NIST Awards Grant for Video Over DSL Research
Four high-tech companies involved in telecommunications and video have been awarded a $ 4 million grant from the National Institute of Standards and Technology (NIST) to develop a system that provides video services to the U.S. market over the telephone network using asymmetrical Digital Subscriber Lines (DSL). The project is expected to give consumers more choice and lower prices by making DSL more competitive with other broadband services, such as cable and satellite TV.
Sarnoff Corp. Alcatel, SBS Laboratories and Thomson will collaborate on the development of a video system mechanism that enables live or recorded program feeds to be sent to subscribers, and provides a selection of streams to be distributed in real time for decoding and viewing. Each subscriber will be able to view two separate programs on two different TV sets.

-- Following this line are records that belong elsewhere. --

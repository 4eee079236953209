//! Console-level errors.
//!
//! Every failure is caught at the operation boundary: controllers record a
//! user-facing message in their state and also return one of these so callers
//! can branch on the kind.

use thiserror::Error;

use posadmin_auth::CredentialError;
use posadmin_core::DomainError;

use crate::transport::ApiError;

pub type ConsoleResult<T> = Result<T, ConsoleError>;

#[derive(Debug, Error, Clone, PartialEq, Eq)]
pub enum ConsoleError {
    /// Rejected locally before dispatch.
    #[error(transparent)]
    Domain(#[from] DomainError),

    /// The resource requires a session and there is none.
    #[error("not authenticated")]
    NotAuthenticated,

    /// A mutation is already outstanding on this controller.
    #[error("a request is already in flight")]
    SubmitInFlight,

    /// The user declined the confirmation prompt.
    #[error("cancelled by user")]
    Cancelled,

    /// The backend rejected the request or could not be reached.
    #[error("{message}")]
    Request {
        message: String,
        #[source]
        source: ApiError,
    },

    /// The backend answered but the response held no usable credential.
    #[error("{message}")]
    Credential {
        message: String,
        #[source]
        source: CredentialError,
    },
}

impl ConsoleError {
    pub fn request(message: impl Into<String>, source: ApiError) -> Self {
        Self::Request {
            message: message.into(),
            source,
        }
    }

    pub fn is_validation(&self) -> bool {
        matches!(self, ConsoleError::Domain(e) if e.is_validation())
    }
}
//! Console entry point: log in from the environment, visit every screen,
//! report what was loaded, log out.

use anyhow::Context;

use posadmin_console::resources::{Customers, ItemCategories, Orders, Stocks};
use posadmin_console::{AuthForm, Console, ConsoleConfig};

#[tokio::main]
async fn main() -> anyhow::Result<()> {
    let config = ConsoleConfig::from_env().context("invalid console configuration")?;
    posadmin_observability::init_with(config.log_format);

    let console = Console::start(config.clone()).context("failed to start console")?;

    match &config.login {
        Some(login) => {
            let form = AuthForm::new(login.username.clone(), login.password.clone());
            if let Err(e) = console.auth().login(&form).await {
                tracing::error!(error = %e, "login failed; only public screens will load");
            }
        }
        None => tracing::warn!("POSADMIN_USERNAME/POSADMIN_PASSWORD not set; only public screens will load"),
    }

    let customers = console.open::<Customers>().await;
    let items = console.open_item_screen().await;
    let categories = console.open::<ItemCategories>().await;
    let stock = console.open::<Stocks>().await;
    let orders = console.open::<Orders>().await;

    tracing::info!(
        authenticated = console.session().is_authenticated(),
        customers = customers.items().len(),
        items = items.items.items().len(),
        categories = categories.items().len(),
        stock = stock.items().len(),
        orders = orders.items().len(),
        "screens loaded"
    );

    for (screen, error) in [
        ("customers", customers.error()),
        ("items", items.items.error()),
        ("categories", categories.error()),
        ("stock", stock.error()),
        ("orders", orders.error()),
    ] {
        if let Some(error) = error {
            tracing::warn!(screen, %error, "screen reported an error");
        }
    }

    console.shutdown();
    Ok(())
}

To accommodate two video streams on one DSL link, the team plans to compress the video to an average bitrate of 500 kb/s per stream, three times as small as can be achieved with MPEG-2/4. The proposed system is what the team calls "tweening-based compression," a low-bit-rate video compression algorithm that takes its name from the process of "tweening" used in animation. The team also will use an "intelligent video multiplexing" concept, consisting of novel encoding and encapsulation techniques that enable selected video data packets to be discarded without impairing video quality when traffic exceeds transmission limits.